(Collected data)
++++++++++++++++++++
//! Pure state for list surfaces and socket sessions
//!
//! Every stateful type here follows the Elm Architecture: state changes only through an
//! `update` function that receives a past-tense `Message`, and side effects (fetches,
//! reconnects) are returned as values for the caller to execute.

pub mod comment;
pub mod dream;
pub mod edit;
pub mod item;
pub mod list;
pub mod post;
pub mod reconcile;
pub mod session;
++++++++++++++++++++
Which of the lines above mention the word "state"? Pull those lines out.

//! Pure state for list surfaces and socket sessions
//! Every stateful type here follows the Elm Architecture: state changes only through an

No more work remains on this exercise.